Rather than bashing erlang like this, I'd have gotten a lot more out of an article that described how Haskell approached the problem, possibly with contrasts to erlang.

But when you start off with at best nonsense "erlang's parallelism is not parallelism" you're going to lose people who do know something about erlang.

Here's the deal with erlang: The syntax throws some people off. If you will spend a couple hours learning the language (maybe a couple days) you'll start to appreciate the syntax and it will no longer be a problem.

Erlang is not as fast as bare metal languages like, say, C, but Erlang is fantastic for making programs in parallel and executing them on multiple cores or nodes or clusters of nodes with multiple cores.

I guess I should take the occurrence of these kinds of articles as a sign that Erlang is getting wider acceptance. That's great!

But please, cheer your language, don't bash the competition.

"I'm dubious that Haskell is better for writing distributed concurrent systems,... Rather than bashing erlang like this, I'd have gotten a lot more out of an article that described how Haskell approached the problem,"

I'm not sure exactly where you saw the claim that Haskell is better at writing distributed concurrent systems. The Haskell distributed concurrency story is basically that there isn't one. There's a very early stab at adapting Erlang-style concurrency as a library, but there's nothing that I know of that is shipping and standardized that is a solution to that problem, and there's certainly nothing like Erlang, where a certain type of reliability informs the design of the language from top-to-bottom.

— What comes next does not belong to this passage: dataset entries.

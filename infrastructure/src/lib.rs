//! Infrastructure layer for council
//!
//! Adapters behind the application ports: HTTP gateways to the external
//! generation services, the HTTP knowledge retriever, LLM-backed critic
//! and exam council, configuration loading, and the JSONL deliberation
//! transcript.

pub mod agents;
pub mod config;
pub mod logging;
pub mod providers;
pub mod retriever;

pub use agents::{critic::LlmCritic, exam::ExamCouncil};
pub use config::{ConfigError, ConfigLoader, FileConfig};
pub use logging::transcript::JsonlTranscript;
pub use providers::HttpLlmGateway;
pub use retriever::HttpKnowledgeRetriever;
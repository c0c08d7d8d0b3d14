//! Deliberation transcript configuration (`[transcript]` section).

use serde::{Deserialize, Serialize};
use std::path::PathBuf;

/// Optional JSONL transcript of progress events; disabled when no path
/// is set.
#[derive(Debug, Clone, Default, PartialEq, Serialize, Deserialize)]
#[serde(default)]
pub struct TranscriptSection {
    pub path: Option<PathBuf>,
}
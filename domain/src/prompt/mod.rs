//! Prompt construction for every outbound call the engine makes.

pub mod template;

pub use template::PromptTemplate;
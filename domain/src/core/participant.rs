//! Participant registry value objects.
//!
//! A [`Participant`] is one configured external generation identity. The
//! [`Roster`] is the process-wide registry: built once at startup from
//! configuration and passed by reference into the deliberation use cases,
//! never mutated afterwards.

use super::error::DomainError;
use crate::deliberation::label::Label;
use serde::{Deserialize, Deserializer, Serialize, Serializer};

/// Identity of one council member (Value Object)
#[derive(Debug, Clone, PartialEq, Eq, Hash, Serialize, Deserialize)]
#[serde(transparent)]
pub struct ParticipantId(String);

impl ParticipantId {
    pub fn new(id: impl Into<String>) -> Self {
        Self(id.into())
    }

    pub fn as_str(&self) -> &str {
        &self.0
    }
}

impl std::fmt::Display for ParticipantId {
    fn fmt(&self, f: &mut std::fmt::Formatter<'_>) -> std::fmt::Result {
        write!(f, "{}", self.0)
    }
}

impl From<&str> for ParticipantId {
    fn from(s: &str) -> Self {
        Self::new(s)
    }
}

impl From<String> for ParticipantId {
    fn from(s: String) -> Self {
        Self(s)
    }
}

/// External-service family a participant belongs to.
///
/// The family decides which wire protocol the gateway speaks; the model
/// name inside the family is free-form.
#[derive(Debug, Clone, PartialEq, Eq, Hash)]
pub enum Provider {
    OpenAi,
    DeepSeek,
    Mistral,
    Anthropic,
    /// Any other OpenAI-compatible endpoint, keyed by a name the
    /// configuration maps to a base URL.
    Compatible(String),
}

impl Provider {
    pub fn as_str(&self) -> &str {
        match self {
            Provider::OpenAi => "openai",
            Provider::DeepSeek => "deepseek",
            Provider::Mistral => "mistral",
            Provider::Anthropic => "anthropic",
            Provider::Compatible(name) => name,
        }
    }
}

impl std::fmt::Display for Provider {
    fn fmt(&self, f: &mut std::fmt::Formatter<'_>) -> std::fmt::Result {
        write!(f, "{}", self.as_str())
    }
}

impl std::str::FromStr for Provider {
    type Err = std::convert::Infallible;

    fn from_str(s: &str) -> std::result::Result<Self, Self::Err> {
        Ok(match s {
            "openai" | "gpt" => Provider::OpenAi,
            "deepseek" => Provider::DeepSeek,
            "mistral" => Provider::Mistral,
            "anthropic" | "claude" => Provider::Anthropic,
            other => Provider::Compatible(other.to_string()),
        })
    }
}

impl Serialize for Provider {
    fn serialize<S>(&self, serializer: S) -> Result<S::Ok, S::Error>
    where
        S: Serializer,
    {
        serializer.serialize_str(self.as_str())
    }
}

impl<'de> Deserialize<'de> for Provider {
    fn deserialize<D>(deserializer: D) -> Result<Self, D::Error>
    where
        D: Deserializer<'de>,
    {
        let s = String::deserialize(deserializer)?;
        Ok(s.parse().unwrap())
    }
}

/// An API credential that never leaks through `Debug` or logging.
///
/// The raw key is only reachable via [`Credential::expose`], which keeps
/// accidental `{:?}` formatting of a [`Participant`] safe to log.
#[derive(Clone, PartialEq, Eq)]
pub struct Credential(String);

impl Credential {
    pub fn new(secret: impl Into<String>) -> Self {
        Self(secret.into())
    }

    /// Return the raw secret. Call sites should be the only places the
    /// key crosses into a request header.
    pub fn expose(&self) -> &str {
        &self.0
    }

    pub fn is_empty(&self) -> bool {
        self.0.is_empty()
    }
}

impl std::fmt::Debug for Credential {
    fn fmt(&self, f: &mut std::fmt::Formatter<'_>) -> std::fmt::Result {
        write!(f, "Credential(***)")
    }
}

/// One configured council member: identity, service family, model name,
/// credential. Read-only after process start.
#[derive(Debug, Clone)]
pub struct Participant {
    pub id: ParticipantId,
    pub provider: Provider,
    pub model: String,
    pub credential: Credential,
}

impl Participant {
    pub fn new(
        id: impl Into<ParticipantId>,
        provider: Provider,
        model: impl Into<String>,
        credential: Credential,
    ) -> Self {
        Self {
            id: id.into(),
            provider,
            model: model.into(),
            credential,
        }
    }
}

/// The fixed participant registry plus the designated chair.
///
/// The chair synthesizes the final answer in Stage 3 and may, but need
/// not, also be a member of the drafting pool.
#[derive(Debug, Clone)]
pub struct Roster {
    participants: Vec<Participant>,
    chair: Participant,
}

impl Roster {
    /// Build a validated roster. The pool must have at least one member
    /// and no more members than the label alphabet can anonymize.
    pub fn new(participants: Vec<Participant>, chair: Participant) -> Result<Self, DomainError> {
        if participants.is_empty() {
            return Err(DomainError::EmptyRoster);
        }
        if participants.len() > Label::COUNT {
            return Err(DomainError::RosterTooLarge {
                count: participants.len(),
                max: Label::COUNT,
            });
        }
        Ok(Self {
            participants,
            chair,
        })
    }

    pub fn participants(&self) -> &[Participant] {
        &self.participants
    }

    pub fn chair(&self) -> &Participant {
        &self.chair
    }

    pub fn len(&self) -> usize {
        self.participants.len()
    }

    pub fn is_empty(&self) -> bool {
        self.participants.is_empty()
    }

    pub fn find(&self, id: &ParticipantId) -> Option<&Participant> {
        self.participants.iter().find(|p| &p.id == id)
    }
}

#[cfg(test)]
mod tests {
    use super::*;

    fn member(id: &str) -> Participant {
        Participant::new(
            id,
            Provider::DeepSeek,
            "deepseek-chat",
            Credential::new("sk-test"),
        )
    }

    #[test]
    fn provider_parse_aliases() {
        assert_eq!("gpt".parse::<Provider>().unwrap(), Provider::OpenAi);
        assert_eq!("claude".parse::<Provider>().unwrap(), Provider::Anthropic);
        assert_eq!(
            "groq".parse::<Provider>().unwrap(),
            Provider::Compatible("groq".to_string())
        );
    }

    #[test]
    fn provider_roundtrip() {
        for p in [
            Provider::OpenAi,
            Provider::DeepSeek,
            Provider::Mistral,
            Provider::Anthropic,
        ] {
            let parsed: Provider = p.as_str().parse().unwrap();
            assert_eq!(p, parsed);
        }
    }

    #[test]
    fn credential_debug_hides_secret() {
        let participant = member("alpha");
        let printed = format!("{participant:?}");
        assert!(!printed.contains("sk-test"));
        assert!(printed.contains("Credential(***)"));
    }

    #[test]
    fn roster_rejects_empty_pool() {
        let err = Roster::new(vec![], member("chair")).unwrap_err();
        assert!(matches!(err, DomainError::EmptyRoster));
    }

    #[test]
    fn roster_rejects_oversized_pool() {
        let pool = (0..6).map(|i| member(&format!("m{i}"))).collect();
        let err = Roster::new(pool, member("chair")).unwrap_err();
        assert!(matches!(err, DomainError::RosterTooLarge { count: 6, .. }));
    }

    #[test]
    fn roster_find_by_id() {
        let roster = Roster::new(vec![member("alpha"), member("beta")], member("chair")).unwrap();
        assert!(roster.find(&"beta".into()).is_some());
        assert!(roster.find(&"gamma".into()).is_none());
        assert_eq!(roster.len(), 2);
    }
}
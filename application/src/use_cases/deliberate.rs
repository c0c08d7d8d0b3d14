//! Deliberation coordinator
//!
//! Runs the three-stage council protocol for one request:
//!
//! 1. **Generate**: every roster member drafts concurrently
//! 2. **Rank**: members anonymously rank the surviving drafts
//! 3. **Synthesize**: the chair rewrites the winning draft
//!
//! Failures local to one participant are absorbed as data (error drafts,
//! dropped rankings). The only fatal failure is the chair's synthesis
//! call.

use crate::ports::llm_gateway::{GatewayError, LlmGateway};
use crate::ports::progress::ProgressSink;
use council_domain::{
    calc, extract_ranking, util, Actor, DeliberationOutcome, Draft, Label, LabelMap,
    ProgressEvent, PromptTemplate, Ranking, Roster, ScoreTable, Stage,
};
use std::sync::Arc;
use thiserror::Error;
use tokio::task::JoinSet;
use tracing::{debug, info, warn};

/// Peer comments quoted in the synthesis prompt are cut to this many
/// bytes so a verbose reviewer cannot crowd out the winning draft.
const COMMENT_EXCERPT_BYTES: usize = 200;

/// Errors that can end a deliberation run.
///
/// Per-participant failures never surface here; they are recorded in
/// the outcome instead.
#[derive(Error, Debug)]
pub enum DeliberationError {
    #[error("synthesis failed: {0}")]
    SynthesisFailed(#[from] GatewayError),
}

/// Use case for running one council deliberation.
pub struct DeliberateUseCase<G: LlmGateway + 'static> {
    gateway: Arc<G>,
}

impl<G: LlmGateway + 'static> DeliberateUseCase<G> {
    pub fn new(gateway: Arc<G>) -> Self {
        Self { gateway }
    }

    /// Run all three stages against the fixed roster.
    pub async fn run(
        &self,
        query: &str,
        context: &str,
        roster: &Roster,
        progress: &dyn ProgressSink,
    ) -> Result<DeliberationOutcome, DeliberationError> {
        info!("starting deliberation with {} members", roster.len());

        let drafts = self.stage_generate(query, context, roster, progress).await;
        let (rankings, label_map) = self.stage_rank(&drafts, roster, progress).await;
        self.stage_synthesize(query, drafts, rankings, &label_map, roster, progress)
            .await
    }

    /// Stage 1: one generation call per member, all in flight at once.
    /// Always yields exactly one draft per roster member.
    async fn stage_generate(
        &self,
        query: &str,
        context: &str,
        roster: &Roster,
        progress: &dyn ProgressSink,
    ) -> Vec<Draft> {
        progress.emit(
            ProgressEvent::started(Stage::Generate, Actor::System)
                .with_detail(format!("{} members drafting", roster.len())),
        );

        let prompt = PromptTemplate::draft_prompt(query, context);
        let mut join_set = JoinSet::new();

        for member in roster.participants() {
            progress.emit(ProgressEvent::started(
                Stage::Generate,
                Actor::Participant(member.id.clone()),
            ));

            let gateway = Arc::clone(&self.gateway);
            let member = member.clone();
            let prompt = prompt.clone();

            join_set.spawn(async move {
                let result = gateway.complete(&member, &prompt).await;
                (member.id, result)
            });
        }

        let mut drafts = Vec::new();

        while let Some(joined) = join_set.join_next().await {
            match joined {
                Ok((id, Ok(text))) => {
                    debug!("{id} submitted a draft");
                    let processed = calc::substitute_markup(&text);
                    progress.emit(ProgressEvent::done(
                        Stage::Generate,
                        Actor::Participant(id.clone()),
                    ));
                    drafts.push(Draft::text(id, processed));
                }
                Ok((id, Err(error))) => {
                    warn!("{id} failed to draft: {error}");
                    progress.emit(ProgressEvent::error(
                        Stage::Generate,
                        Actor::Participant(id.clone()),
                        error.to_string(),
                    ));
                    drafts.push(Draft::error(id, error.to_string()));
                }
                Err(error) => {
                    warn!("draft task join error: {error}");
                }
            }
        }

        progress.emit(ProgressEvent::done(Stage::Generate, Actor::System));
        drafts
    }

    /// Stage 2: anonymize the surviving drafts and collect one ranking
    /// per reviewer whose call succeeds. Every roster member reviews,
    /// including those whose own draft failed.
    async fn stage_rank(
        &self,
        drafts: &[Draft],
        roster: &Roster,
        progress: &dyn ProgressSink,
    ) -> (Vec<Ranking>, LabelMap) {
        let survivors: Vec<(&Draft, &str)> = drafts
            .iter()
            .filter_map(|draft| draft.content().map(|content| (draft, content)))
            .collect();

        let label_map =
            LabelMap::assign(survivors.iter().map(|(draft, _)| draft.participant().clone()));

        if label_map.is_empty() {
            info!("no drafts survived; skipping peer review");
            return (Vec::new(), label_map);
        }

        progress.emit(
            ProgressEvent::started(Stage::Rank, Actor::System)
                .with_detail(format!("{} drafts under review", label_map.len())),
        );

        let labeled: Vec<(Label, &str)> = label_map
            .labels()
            .zip(survivors.iter().map(|(_, content)| *content))
            .collect();
        let prompt = PromptTemplate::review_prompt(&labeled);

        let mut join_set = JoinSet::new();

        for member in roster.participants() {
            progress.emit(ProgressEvent::started(
                Stage::Rank,
                Actor::Participant(member.id.clone()),
            ));

            let gateway = Arc::clone(&self.gateway);
            let member = member.clone();
            let prompt = prompt.clone();

            join_set.spawn(async move {
                let result = gateway.complete(&member, &prompt).await;
                (member.id, result)
            });
        }

        let mut rankings = Vec::new();

        while let Some(joined) = join_set.join_next().await {
            match joined {
                Ok((id, Ok(text))) => {
                    let order = extract_ranking(&text);
                    let detail = if order.is_empty() {
                        debug!("{id} returned a verdict with no parseable ranking");
                        "no ranking found".to_string()
                    } else {
                        order
                            .iter()
                            .map(Label::to_string)
                            .collect::<Vec<_>>()
                            .join(" > ")
                    };
                    progress.emit(
                        ProgressEvent::done(Stage::Rank, Actor::Participant(id.clone()))
                            .with_detail(detail),
                    );
                    rankings.push(Ranking::new(id, text, order));
                }
                Ok((id, Err(error))) => {
                    // Dropped, not retried: a failed reviewer just
                    // contributes no votes.
                    warn!("{id} ranking failed: {error}");
                    progress.emit(ProgressEvent::error(
                        Stage::Rank,
                        Actor::Participant(id.clone()),
                        error.to_string(),
                    ));
                }
                Err(error) => {
                    warn!("review task join error: {error}");
                }
            }
        }

        progress.emit(ProgressEvent::done(Stage::Rank, Actor::System));
        (rankings, label_map)
    }

    /// Stage 3: tally the rankings and have the chair synthesize the
    /// final answer from the winning draft. Zero outbound calls when no
    /// draft survived.
    async fn stage_synthesize(
        &self,
        query: &str,
        drafts: Vec<Draft>,
        rankings: Vec<Ranking>,
        label_map: &LabelMap,
        roster: &Roster,
        progress: &dyn ProgressSink,
    ) -> Result<DeliberationOutcome, DeliberationError> {
        if label_map.is_empty() {
            return Ok(DeliberationOutcome::no_consensus(drafts));
        }

        progress.emit(
            ProgressEvent::started(Stage::Synthesize, Actor::System)
                .with_detail("tallying rankings"),
        );

        let mut table = ScoreTable::seeded(label_map.labels());
        table.tally(&rankings);

        let Some(winner) = table.winner() else {
            // Unreachable with a non-empty label map; kept so the type
            // system never forces a panic here.
            return Ok(DeliberationOutcome::no_consensus(drafts));
        };

        let Some(author) = label_map.get(winner).cloned() else {
            // The winner is always a label map key; see ScoreTable::seeded.
            return Ok(DeliberationOutcome::no_consensus(drafts));
        };
        progress.emit(
            ProgressEvent::done(Stage::Synthesize, Actor::System).with_detail(format!(
                "solution {winner} selected ({} points)",
                table.get(winner).unwrap_or(0)
            )),
        );
        info!("winner: solution {winner} by {author}");

        let winning_draft = drafts
            .iter()
            .find(|draft| draft.participant() == &author)
            .and_then(Draft::content)
            .unwrap_or_default()
            .to_string();

        let comments: Vec<(String, String)> = rankings
            .iter()
            .map(|ranking| {
                (
                    ranking.reviewer.to_string(),
                    util::excerpt(&ranking.raw_text, COMMENT_EXCERPT_BYTES),
                )
            })
            .collect();

        let prompt = PromptTemplate::synthesis_prompt(query, winner, &winning_draft, &comments);
        let chair = roster.chair();

        progress.emit(ProgressEvent::started(
            Stage::Synthesize,
            Actor::Participant(chair.id.clone()),
        ));

        match self.gateway.complete(chair, &prompt).await {
            Ok(answer) => {
                progress.emit(ProgressEvent::done(
                    Stage::Synthesize,
                    Actor::Participant(chair.id.clone()),
                ));
                Ok(DeliberationOutcome::synthesized(
                    answer, winner, drafts, rankings,
                ))
            }
            Err(error) => {
                progress.emit(ProgressEvent::error(
                    Stage::Synthesize,
                    Actor::Participant(chair.id.clone()),
                    error.to_string(),
                ));
                Err(DeliberationError::SynthesisFailed(error))
            }
        }
    }
}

Someday I look forward to a Haskell that has stolen (ahem) Erlang's OTP but we're a ways away from that.

Also, clearly explaining Erlang's origins as focused on reliability, rather than "concurrency", is doing Erlang a favor, not criticizing it. I think more people would put up with its quirks if they realized that at least some of them come from this strong focus on a use case usually ignored by mainstream languages, rather than seeing it as an attempt at a mainstream language with a strong concurrency focus. (Some of its quirks are just bad, though.)

I think you got this article entirely wrong.

Jlouis (the author) is an advanced Erlang user who does know the language very well. He wrote etorrent, an Erlang bitorrent client in Erlang (which was also compared with combinatorrent, his Haskell version).

The article isn't about bashing Erlang, but changing the perspective under which it is observed. Namely, the language isn't about parallelism, but parallelism is a nice-to-have feature made possible by the concurrency constructs of the language, which themselves come from a need for fault-tolerance. I would certainly say he is right and I support this way of explaining things.

I'm a somewhat advanced Erlang user, and I enjoyed the article.

I am not sure where you got that competition with Haskell aspect, but I don't think it was ever the point.

Is there any truly parallel language (that is not simply "multiple sequential threads")?